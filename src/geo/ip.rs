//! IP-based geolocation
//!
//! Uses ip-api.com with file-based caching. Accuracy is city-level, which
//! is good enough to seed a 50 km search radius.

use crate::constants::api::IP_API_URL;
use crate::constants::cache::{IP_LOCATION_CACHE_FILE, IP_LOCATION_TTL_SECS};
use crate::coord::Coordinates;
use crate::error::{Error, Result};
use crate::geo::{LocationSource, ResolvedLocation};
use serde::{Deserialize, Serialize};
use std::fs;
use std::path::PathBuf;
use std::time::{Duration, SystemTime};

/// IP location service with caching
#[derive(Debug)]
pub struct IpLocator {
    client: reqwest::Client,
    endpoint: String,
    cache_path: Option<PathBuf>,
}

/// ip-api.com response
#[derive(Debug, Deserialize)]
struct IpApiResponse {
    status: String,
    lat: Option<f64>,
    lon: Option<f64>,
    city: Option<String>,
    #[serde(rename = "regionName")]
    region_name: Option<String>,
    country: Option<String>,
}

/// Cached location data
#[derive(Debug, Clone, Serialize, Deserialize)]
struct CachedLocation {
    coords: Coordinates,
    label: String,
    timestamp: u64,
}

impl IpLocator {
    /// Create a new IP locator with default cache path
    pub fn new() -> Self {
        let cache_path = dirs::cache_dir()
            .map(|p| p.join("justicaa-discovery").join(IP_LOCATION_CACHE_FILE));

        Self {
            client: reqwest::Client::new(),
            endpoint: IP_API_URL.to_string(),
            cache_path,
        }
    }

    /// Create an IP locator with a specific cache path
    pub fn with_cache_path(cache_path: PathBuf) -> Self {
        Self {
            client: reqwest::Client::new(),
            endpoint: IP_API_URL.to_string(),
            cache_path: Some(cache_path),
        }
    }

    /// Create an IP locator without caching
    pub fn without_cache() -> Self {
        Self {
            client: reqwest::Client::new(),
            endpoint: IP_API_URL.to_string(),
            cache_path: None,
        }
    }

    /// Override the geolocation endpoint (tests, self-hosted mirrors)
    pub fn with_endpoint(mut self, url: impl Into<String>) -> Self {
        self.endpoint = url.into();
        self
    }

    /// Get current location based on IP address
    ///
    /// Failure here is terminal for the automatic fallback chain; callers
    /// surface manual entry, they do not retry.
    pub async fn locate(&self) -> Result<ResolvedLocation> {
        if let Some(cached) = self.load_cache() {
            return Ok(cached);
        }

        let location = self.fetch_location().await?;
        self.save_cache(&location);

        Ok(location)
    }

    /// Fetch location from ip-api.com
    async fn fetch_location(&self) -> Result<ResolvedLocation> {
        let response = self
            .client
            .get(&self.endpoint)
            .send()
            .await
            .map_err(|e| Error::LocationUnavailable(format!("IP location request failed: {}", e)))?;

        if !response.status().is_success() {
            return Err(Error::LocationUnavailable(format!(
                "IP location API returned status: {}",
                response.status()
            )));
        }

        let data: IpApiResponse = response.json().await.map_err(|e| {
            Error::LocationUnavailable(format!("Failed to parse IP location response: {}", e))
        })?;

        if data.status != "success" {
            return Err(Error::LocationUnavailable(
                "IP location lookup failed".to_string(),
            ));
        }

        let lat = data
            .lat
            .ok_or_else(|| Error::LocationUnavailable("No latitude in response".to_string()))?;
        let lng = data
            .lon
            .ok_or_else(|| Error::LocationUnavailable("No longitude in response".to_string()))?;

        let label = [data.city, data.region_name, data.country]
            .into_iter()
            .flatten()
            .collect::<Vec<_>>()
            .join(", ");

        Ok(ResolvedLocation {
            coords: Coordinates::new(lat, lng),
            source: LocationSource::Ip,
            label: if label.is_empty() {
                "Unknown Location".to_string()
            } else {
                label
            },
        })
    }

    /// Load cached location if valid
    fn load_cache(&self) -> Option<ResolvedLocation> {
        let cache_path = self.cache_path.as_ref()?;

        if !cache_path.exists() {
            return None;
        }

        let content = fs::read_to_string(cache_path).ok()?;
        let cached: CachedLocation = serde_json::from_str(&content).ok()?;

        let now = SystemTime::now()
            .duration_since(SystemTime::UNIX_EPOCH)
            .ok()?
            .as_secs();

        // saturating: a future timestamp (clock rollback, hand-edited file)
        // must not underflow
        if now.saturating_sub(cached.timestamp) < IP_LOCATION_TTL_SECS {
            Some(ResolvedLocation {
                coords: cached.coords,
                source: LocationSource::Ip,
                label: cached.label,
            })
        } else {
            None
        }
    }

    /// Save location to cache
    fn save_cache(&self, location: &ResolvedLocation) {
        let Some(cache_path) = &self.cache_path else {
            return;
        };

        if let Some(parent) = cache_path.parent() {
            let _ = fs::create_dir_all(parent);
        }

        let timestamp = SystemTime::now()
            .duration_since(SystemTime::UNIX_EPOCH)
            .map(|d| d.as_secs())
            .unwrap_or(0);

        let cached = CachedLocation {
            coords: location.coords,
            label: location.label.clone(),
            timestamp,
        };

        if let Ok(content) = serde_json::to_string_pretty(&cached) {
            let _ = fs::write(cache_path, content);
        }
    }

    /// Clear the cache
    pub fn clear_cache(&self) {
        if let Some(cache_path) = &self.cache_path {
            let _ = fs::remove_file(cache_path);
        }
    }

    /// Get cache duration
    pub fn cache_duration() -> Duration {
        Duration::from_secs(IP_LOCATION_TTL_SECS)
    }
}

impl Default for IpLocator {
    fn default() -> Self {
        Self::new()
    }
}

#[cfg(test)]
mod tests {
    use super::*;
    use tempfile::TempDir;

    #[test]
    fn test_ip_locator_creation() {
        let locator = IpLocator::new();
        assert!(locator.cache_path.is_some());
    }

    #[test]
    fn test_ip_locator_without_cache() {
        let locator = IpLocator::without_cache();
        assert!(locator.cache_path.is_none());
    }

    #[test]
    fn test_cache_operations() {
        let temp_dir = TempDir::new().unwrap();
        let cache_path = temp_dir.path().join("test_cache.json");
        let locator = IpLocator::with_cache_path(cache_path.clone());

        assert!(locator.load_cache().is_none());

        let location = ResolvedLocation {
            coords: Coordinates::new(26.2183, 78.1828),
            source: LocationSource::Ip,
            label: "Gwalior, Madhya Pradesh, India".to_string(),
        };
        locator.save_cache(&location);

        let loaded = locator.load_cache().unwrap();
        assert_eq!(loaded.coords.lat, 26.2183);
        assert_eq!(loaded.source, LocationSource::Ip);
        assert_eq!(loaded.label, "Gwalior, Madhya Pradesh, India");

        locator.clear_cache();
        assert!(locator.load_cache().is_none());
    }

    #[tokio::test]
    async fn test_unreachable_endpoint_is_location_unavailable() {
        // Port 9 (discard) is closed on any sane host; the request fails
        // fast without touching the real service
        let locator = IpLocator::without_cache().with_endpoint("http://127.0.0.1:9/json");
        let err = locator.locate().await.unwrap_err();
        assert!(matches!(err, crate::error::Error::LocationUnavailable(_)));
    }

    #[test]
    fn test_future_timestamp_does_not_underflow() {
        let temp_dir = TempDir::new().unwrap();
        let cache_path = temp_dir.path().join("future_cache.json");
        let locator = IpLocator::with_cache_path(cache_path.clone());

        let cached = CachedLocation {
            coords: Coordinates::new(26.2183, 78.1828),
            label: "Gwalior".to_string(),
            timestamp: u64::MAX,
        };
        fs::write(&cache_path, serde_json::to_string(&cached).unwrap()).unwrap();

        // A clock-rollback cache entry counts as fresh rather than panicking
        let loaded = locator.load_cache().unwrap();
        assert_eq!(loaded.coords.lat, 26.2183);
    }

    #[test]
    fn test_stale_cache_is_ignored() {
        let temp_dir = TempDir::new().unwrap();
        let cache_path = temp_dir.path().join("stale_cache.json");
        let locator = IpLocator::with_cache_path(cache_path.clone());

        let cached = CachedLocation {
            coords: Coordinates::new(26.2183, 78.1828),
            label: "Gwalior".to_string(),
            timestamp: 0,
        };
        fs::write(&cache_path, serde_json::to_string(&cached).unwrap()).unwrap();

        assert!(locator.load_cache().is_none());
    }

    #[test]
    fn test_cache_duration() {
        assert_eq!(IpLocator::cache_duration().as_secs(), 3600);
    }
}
◆ ◆ ◆ ◆ ◆
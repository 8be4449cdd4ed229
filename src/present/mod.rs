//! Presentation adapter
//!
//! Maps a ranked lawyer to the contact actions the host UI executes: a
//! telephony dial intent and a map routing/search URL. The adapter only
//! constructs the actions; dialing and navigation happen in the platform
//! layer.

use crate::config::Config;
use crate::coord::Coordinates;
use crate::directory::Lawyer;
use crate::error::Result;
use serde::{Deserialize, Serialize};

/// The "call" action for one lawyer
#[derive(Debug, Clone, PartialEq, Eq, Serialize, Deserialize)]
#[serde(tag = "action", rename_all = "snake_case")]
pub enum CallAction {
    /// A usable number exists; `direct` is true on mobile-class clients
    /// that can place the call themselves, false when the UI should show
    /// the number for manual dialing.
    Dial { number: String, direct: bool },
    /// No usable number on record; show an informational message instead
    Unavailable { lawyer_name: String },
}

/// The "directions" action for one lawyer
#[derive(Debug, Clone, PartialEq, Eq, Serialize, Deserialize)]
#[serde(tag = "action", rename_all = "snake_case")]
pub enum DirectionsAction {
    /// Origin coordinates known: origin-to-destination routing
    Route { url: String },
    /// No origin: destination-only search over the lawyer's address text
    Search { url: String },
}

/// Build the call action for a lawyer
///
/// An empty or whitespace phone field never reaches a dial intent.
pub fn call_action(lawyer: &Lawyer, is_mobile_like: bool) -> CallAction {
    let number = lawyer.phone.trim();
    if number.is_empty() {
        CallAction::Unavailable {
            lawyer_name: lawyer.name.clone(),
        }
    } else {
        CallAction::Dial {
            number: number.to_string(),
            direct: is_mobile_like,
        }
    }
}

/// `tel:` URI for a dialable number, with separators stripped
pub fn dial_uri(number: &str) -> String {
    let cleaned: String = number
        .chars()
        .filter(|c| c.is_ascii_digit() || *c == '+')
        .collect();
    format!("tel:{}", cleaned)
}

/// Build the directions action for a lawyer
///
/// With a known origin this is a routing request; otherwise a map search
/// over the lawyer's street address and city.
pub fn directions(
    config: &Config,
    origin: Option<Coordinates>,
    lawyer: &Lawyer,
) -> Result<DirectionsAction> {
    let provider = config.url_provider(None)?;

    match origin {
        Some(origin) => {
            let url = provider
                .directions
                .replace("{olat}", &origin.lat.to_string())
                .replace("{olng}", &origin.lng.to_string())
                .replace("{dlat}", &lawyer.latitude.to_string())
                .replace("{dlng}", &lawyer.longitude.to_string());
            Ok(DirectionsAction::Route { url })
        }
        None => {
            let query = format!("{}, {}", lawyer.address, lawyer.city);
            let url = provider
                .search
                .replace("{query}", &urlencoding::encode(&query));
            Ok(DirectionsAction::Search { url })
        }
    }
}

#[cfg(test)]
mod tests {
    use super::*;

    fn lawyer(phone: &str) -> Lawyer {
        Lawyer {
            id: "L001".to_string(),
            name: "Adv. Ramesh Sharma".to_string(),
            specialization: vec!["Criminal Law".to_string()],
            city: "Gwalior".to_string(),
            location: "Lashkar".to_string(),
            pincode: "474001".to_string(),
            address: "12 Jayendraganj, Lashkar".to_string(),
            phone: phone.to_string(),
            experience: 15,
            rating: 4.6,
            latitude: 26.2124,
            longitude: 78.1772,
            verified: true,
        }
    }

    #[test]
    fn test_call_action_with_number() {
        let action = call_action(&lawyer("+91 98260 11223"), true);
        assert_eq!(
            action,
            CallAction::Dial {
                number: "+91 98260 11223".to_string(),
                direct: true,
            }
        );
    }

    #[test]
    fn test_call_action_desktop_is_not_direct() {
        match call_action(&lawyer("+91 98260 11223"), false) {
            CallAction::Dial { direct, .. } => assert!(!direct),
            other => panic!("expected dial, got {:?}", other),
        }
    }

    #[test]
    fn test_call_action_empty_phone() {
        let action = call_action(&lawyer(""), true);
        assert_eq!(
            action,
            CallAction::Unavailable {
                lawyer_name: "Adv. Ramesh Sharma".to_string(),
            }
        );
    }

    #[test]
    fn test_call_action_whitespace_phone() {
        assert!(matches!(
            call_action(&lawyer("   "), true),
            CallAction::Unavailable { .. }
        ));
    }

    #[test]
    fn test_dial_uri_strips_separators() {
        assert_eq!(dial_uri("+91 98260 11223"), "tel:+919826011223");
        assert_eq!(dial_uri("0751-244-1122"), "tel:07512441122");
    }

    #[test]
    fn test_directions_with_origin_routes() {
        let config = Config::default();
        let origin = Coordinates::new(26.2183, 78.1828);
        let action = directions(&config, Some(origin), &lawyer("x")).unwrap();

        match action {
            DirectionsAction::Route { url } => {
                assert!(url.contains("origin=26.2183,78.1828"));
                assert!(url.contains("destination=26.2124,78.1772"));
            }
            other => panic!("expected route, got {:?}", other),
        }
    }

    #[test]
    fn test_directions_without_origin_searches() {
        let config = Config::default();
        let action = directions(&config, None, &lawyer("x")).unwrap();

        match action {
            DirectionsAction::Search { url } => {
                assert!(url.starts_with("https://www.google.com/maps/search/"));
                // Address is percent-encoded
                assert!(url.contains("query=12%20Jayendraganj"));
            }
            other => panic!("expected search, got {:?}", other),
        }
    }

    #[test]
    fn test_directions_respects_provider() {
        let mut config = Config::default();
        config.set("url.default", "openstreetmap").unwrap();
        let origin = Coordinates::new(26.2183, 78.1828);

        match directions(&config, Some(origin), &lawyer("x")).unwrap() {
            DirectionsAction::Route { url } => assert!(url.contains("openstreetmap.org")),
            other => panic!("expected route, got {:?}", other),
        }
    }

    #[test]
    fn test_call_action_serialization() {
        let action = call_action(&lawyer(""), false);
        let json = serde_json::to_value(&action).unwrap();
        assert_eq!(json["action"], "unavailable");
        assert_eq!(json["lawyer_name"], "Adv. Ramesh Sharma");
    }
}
◆ ◆ ◆ ◆ ◆
- **TRY IT**
Out of the data above, give again only the lines starting at the one holding "let locator = IpLocator::new();" and ending at the one holding "#[tokio::test]", unchanged.

- **REPLY TO THE TASK**
        let locator = IpLocator::new();
        assert!(locator.cache_path.is_some());
    }

    #[test]
    fn test_ip_locator_without_cache() {
        let locator = IpLocator::without_cache();
        assert!(locator.cache_path.is_none());
    }

    #[test]
    fn test_cache_operations() {
        let temp_dir = TempDir::new().unwrap();
        let cache_path = temp_dir.path().join("test_cache.json");
        let locator = IpLocator::with_cache_path(cache_path.clone());

        assert!(locator.load_cache().is_none());

        let location = ResolvedLocation {
            coords: Coordinates::new(26.2183, 78.1828),
            source: LocationSource::Ip,
            label: "Gwalior, Madhya Pradesh, India".to_string(),
        };
        locator.save_cache(&location);

        let loaded = locator.load_cache().unwrap();
        assert_eq!(loaded.coords.lat, 26.2183);
        assert_eq!(loaded.source, LocationSource::Ip);
        assert_eq!(loaded.label, "Gwalior, Madhya Pradesh, India");

        locator.clear_cache();
        assert!(locator.load_cache().is_none());
    }

    #[tokio::test]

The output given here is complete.